--- STUDY MATERIAL Enclosed Below ---

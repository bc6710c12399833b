//! Database session abstraction.
//!
//! The dispatcher talks to the database only through the [`Session`] trait:
//! - `query` for statements that return rows
//! - `execute` for DML and DDL
//! - `cancel` to abort whatever call is in flight
//! - `close` once, when the process is done with the connection

pub mod oracle;

#[cfg(test)]
pub(crate) mod fake;

use crate::error::StatementError;
use async_trait::async_trait;
use std::borrow::Cow;

pub use self::oracle::OracleSession;

/// An open database connection.
#[async_trait]
pub trait Session: Send + Sync {
    /// Run a statement that returns rows.
    async fn query(&self, sql: &str) -> Result<ResultSet, StatementError>;

    /// Run a statement that does not return rows, returning the affected row count.
    async fn execute(&self, sql: &str) -> Result<u64, StatementError>;

    /// Abort the call currently in flight, if any.
    fn cancel(&self);

    /// Close the connection.
    async fn close(&self) -> Result<(), StatementError>;
}

/// A single value as delivered by the driver.
#[derive(Debug, Clone, PartialEq, Eq)]
pub enum Cell {
    Null,
    Text(String),
    Bytes(Vec<u8>),
}

impl Cell {
    /// Text shown for this value.
    pub fn display(&self) -> Cow<'_, str> {
        match self {
            Cell::Null => Cow::Borrowed("NULL"),
            Cell::Text(s) => Cow::Borrowed(s),
            Cell::Bytes(b) => String::from_utf8_lossy(b),
        }
    }
}

/// Column names plus rows of display strings.
#[derive(Debug, Clone, Default, PartialEq, Eq)]
pub struct ResultSet {
    columns: Vec<String>,
    rows: Vec<Vec<String>>,
}

impl ResultSet {
    pub fn new(columns: Vec<String>) -> Self {
        Self {
            columns,
            rows: Vec::new(),
        }
    }

    /// Append a row of already formatted values.
    ///
    /// Every row must have one value per column.
    pub fn push_row(&mut self, row: Vec<String>) {
        debug_assert_eq!(
            row.len(),
            self.columns.len(),
            "row width does not match column count"
        );
        self.rows.push(row);
    }

    /// Append a row of driver cells.
    pub fn push_cells(&mut self, cells: &[Cell]) {
        self.push_row(cells.iter().map(|c| c.display().into_owned()).collect());
    }

    pub fn columns(&self) -> &[String] {
        &self.columns
    }

    pub fn rows(&self) -> &[Vec<String>] {
        &self.rows
    }

    pub fn is_empty(&self) -> bool {
        self.rows.is_empty()
    }
}

#[cfg(test)]
mod tests {
    use super::*;

    #[test]
    fn test_cell_display() {
        assert_eq!(Cell::Null.display(), "NULL");
        assert_eq!(Cell::Text("42".to_string()).display(), "42");
        assert_eq!(Cell::Bytes(b"abc".to_vec()).display(), "abc");
        assert_eq!(Cell::Bytes(vec![0x66, 0xff]).display(), "f\u{fffd}");
    }

    #[test]
    fn test_push_cells() {
        let mut rs = ResultSet::new(vec!["ID".to_string(), "NAME".to_string()]);
        rs.push_cells(&[Cell::Text("1".to_string()), Cell::Null]);
        assert_eq!(rs.rows(), &[vec!["1".to_string(), "NULL".to_string()]]);
        assert!(!rs.is_empty());
    }

    #[test]
    #[should_panic(expected = "row width")]
    #[cfg(debug_assertions)]
    fn test_row_width_mismatch_panics_in_debug() {
        let mut rs = ResultSet::new(vec!["A".to_string(), "B".to_string()]);
        rs.push_row(vec!["only one".to_string()]);
    }
}
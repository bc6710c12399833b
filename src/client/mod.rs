//! Terminal front end for oracli.
//!
//! - Line editing with keyword completion and history recall
//! - No-echo password prompt

pub mod editor;
pub mod password;

pub use editor::{new_editor, LineEditor};
pub use password::read_password;
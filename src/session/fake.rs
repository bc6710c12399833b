//! In-memory session for tests.
//!
//! Every query answers with columns `A, B` and two rows, except that SQL
//! containing `MISSING` returns no rows, `bogus` fails like an invalid column,
//! and `slow` sleeps for the configured delay first.

use crate::error::StatementError;
use crate::session::{Cell, ResultSet, Session};
use async_trait::async_trait;
use std::sync::atomic::{AtomicUsize, Ordering};
use std::sync::Mutex;
use std::time::Duration;

#[derive(Default)]
pub struct FakeSession {
    statements: Mutex<Vec<String>>,
    pub cancels: AtomicUsize,
    delay: Option<Duration>,
}

impl FakeSession {
    pub fn slow(delay: Duration) -> Self {
        Self {
            delay: Some(delay),
            ..Default::default()
        }
    }

    /// Statements received so far, in order.
    pub fn statements(&self) -> Vec<String> {
        self.statements.lock().unwrap().clone()
    }

    async fn record(&self, sql: &str) -> Result<(), StatementError> {
        self.statements.lock().unwrap().push(sql.to_string());
        if let Some(delay) = self.delay {
            if sql.contains("slow") {
                tokio::time::sleep(delay).await;
            }
        }
        if sql.contains("bogus") {
            return Err(StatementError::Database(
                "ORA-00904: \"BOGUS\": invalid identifier".to_string(),
            ));
        }
        Ok(())
    }
}

#[async_trait]
impl Session for FakeSession {
    async fn query(&self, sql: &str) -> Result<ResultSet, StatementError> {
        self.record(sql).await?;
        let mut rs = ResultSet::new(vec!["A".to_string(), "B".to_string()]);
        if !sql.contains("MISSING") {
            rs.push_cells(&[Cell::Text("1".to_string()), Cell::Text("2".to_string())]);
            rs.push_cells(&[Cell::Text("3".to_string()), Cell::Null]);
        }
        Ok(rs)
    }

    async fn execute(&self, sql: &str) -> Result<u64, StatementError> {
        self.record(sql).await?;
        Ok(3)
    }

    fn cancel(&self) {
        self.cancels.fetch_add(1, Ordering::SeqCst);
    }

    async fn close(&self) -> Result<(), StatementError> {
        Ok(())
    }
}
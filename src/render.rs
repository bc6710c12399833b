//! Result set rendering.
//!
//! Rendering is pure: it turns a [`ResultSet`] into text and leaves writing
//! it to the caller.

use crate::session::ResultSet;
use comfy_table::{presets, ContentArrangement, Table};
use std::fmt;

/// How result sets are shown.
#[derive(Debug, Clone, Copy, Default, PartialEq, Eq)]
pub enum DisplayMode {
    /// Bordered grid, one line per row.
    #[default]
    Table,
    /// One block per row, one `column: value` line per column.
    Expanded,
}

impl DisplayMode {
    /// The other mode.
    pub fn toggled(self) -> Self {
        match self {
            DisplayMode::Table => DisplayMode::Expanded,
            DisplayMode::Expanded => DisplayMode::Table,
        }
    }
}

impl fmt::Display for DisplayMode {
    fn fmt(&self, f: &mut fmt::Formatter<'_>) -> fmt::Result {
        match self {
            DisplayMode::Table => f.write_str("table"),
            DisplayMode::Expanded => f.write_str("expand"),
        }
    }
}

/// Render a result set in the given mode.
///
/// The returned text ends with a newline unless it is empty.
pub fn render(result: &ResultSet, mode: DisplayMode) -> String {
    if result.columns().is_empty() {
        return String::new();
    }
    match mode {
        DisplayMode::Table => render_table(result),
        DisplayMode::Expanded => render_expanded(result),
    }
}

fn render_table(result: &ResultSet) -> String {
    let mut table = Table::new();
    table
        .load_preset(presets::ASCII_FULL_CONDENSED)
        .set_content_arrangement(ContentArrangement::Disabled)
        .set_header(result.columns());
    for row in result.rows() {
        table.add_row(row);
    }
    format!("{table}\n")
}

fn render_expanded(result: &ResultSet) -> String {
    let mut out = String::new();
    for (index, row) in result.rows().iter().enumerate() {
        out.push_str(&format!(
            "*************************** {index}. row ***************************\n"
        ));
        for (column, value) in result.columns().iter().zip(row) {
            out.push_str(&format!("{column}: {value}\n"));
        }
    }
    out
}
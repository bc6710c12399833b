//! Input loops.
//!
//! Three ways to feed the dispatcher: an interactive editor with persistent
//! history, a non-terminal stdin read line by line, and a single `--query`.

use crate::classify::classify;
use crate::client::LineEditor;
use crate::dispatch::{Dispatcher, Flow};
use crate::error::Result;
use crate::history::HistoryStore;
use crate::session::Session;
use rustyline::error::ReadlineError;
use std::io::{self, BufRead, Write};
use tracing::debug;

/// Interactive loop. Returns on `exit`, `\q` or end of input.
pub async fn run_interactive<S: Session>(
    dispatcher: &mut Dispatcher<S>,
    editor: &mut LineEditor,
    history: &mut HistoryStore,
    prompt: &str,
) -> anyhow::Result<()> {
    debug!("Recording history to {}", history.path().display());
    let mut stdout = io::stdout();
    let mut stderr = io::stderr();

    loop {
        let line = match editor.readline(prompt) {
            Ok(line) => line,
            // Ctrl-C drops the current line only.
            Err(ReadlineError::Interrupted) => continue,
            Err(ReadlineError::Eof) => break,
            Err(e) => return Err(e.into()),
        };

        if record(history, &line, &mut stderr) {
            editor.add_history_entry(line.as_str())?;
        }

        if dispatcher.dispatch(classify(&line), &mut stdout, &mut stderr).await == Flow::Exit {
            break;
        }
    }
    Ok(())
}

/// Append a non-blank `line` to `history`, reporting a write failure on `err`.
///
/// Returns false for blank lines, which are not kept.
fn record<E: Write>(history: &mut HistoryStore, line: &str, err: &mut E) -> bool {
    if line.trim().is_empty() {
        return false;
    }
    if let Err(e) = history.append(line) {
        let _ = writeln!(err, "{e}");
    }
    true
}

/// Dispatch every line of `input` in order, reporting failures on `err`.
pub async fn run_lines<S, R, O, E>(
    dispatcher: &mut Dispatcher<S>,
    input: R,
    out: &mut O,
    err: &mut E,
) -> Result<()>
where
    S: Session,
    R: BufRead,
    O: Write,
    E: Write,
{
    for line in input.lines() {
        let line = line?;
        if dispatcher.dispatch(classify(&line), out, err).await == Flow::Exit {
            break;
        }
    }
    Ok(())
}

/// Run a single line, returning its failure to the caller.
pub async fn run_once<S, O>(dispatcher: &mut Dispatcher<S>, line: &str, out: &mut O) -> Result<()>
where
    S: Session,
    O: Write,
{
    dispatcher.run(classify(line), out).await.map(|_| ())
}
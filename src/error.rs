//! Error types for oracli.
//!
//! Startup code works in `anyhow` and attaches context; everything that can
//! fail once the session is open returns [`Error`], which the dispatcher turns
//! into a single line on stderr.

use std::io;
use std::path::PathBuf;
use std::time::Duration;

/// Errors raised while handling a single line of input, or while opening the session.
#[derive(Debug, thiserror::Error)]
pub enum Error {
    /// The database session could not be established.
    #[error("connection failed: {0}")]
    Connection(String),

    /// A query or statement failed.
    #[error(transparent)]
    Statement(#[from] StatementError),

    /// A `:` shell command could not be launched or exited unsuccessfully.
    #[error("shell: {0}")]
    Shell(String),

    /// A history or script file could not be read or written.
    #[error("{}: {source}", path.display())]
    File {
        path: PathBuf,
        #[source]
        source: io::Error,
    },

    /// A `\<c>` meta-command that does not exist.
    #[error("unknown meta-command: \\{0}")]
    UnknownMeta(char),

    /// Input that matches no command form.
    #[error("unrecognized input: {0}")]
    Unrecognized(String),

    /// Writing to the terminal failed.
    #[error(transparent)]
    Io(#[from] io::Error),
}

/// Failures reported by the session for a single statement.
#[derive(Debug, thiserror::Error)]
pub enum StatementError {
    #[error("statement timed out after {}s", .0.as_secs())]
    Timeout(Duration),

    #[error("{0}")]
    Database(String),

    #[error("invalid identifier: {0:?}")]
    InvalidIdentifier(String),
}

pub type Result<T, E = Error> = std::result::Result<T, E>;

--- End of Enclosed STUDY MATERIAL ---

*EXERCISE INSTRUCTIONS*. From the records above, copy each line where the word "slow" can be found.

*ANSWER BELOW*.
//! and `slow` sleeps for the configured delay first.
    pub fn slow(delay: Duration) -> Self {
            if sql.contains("slow") {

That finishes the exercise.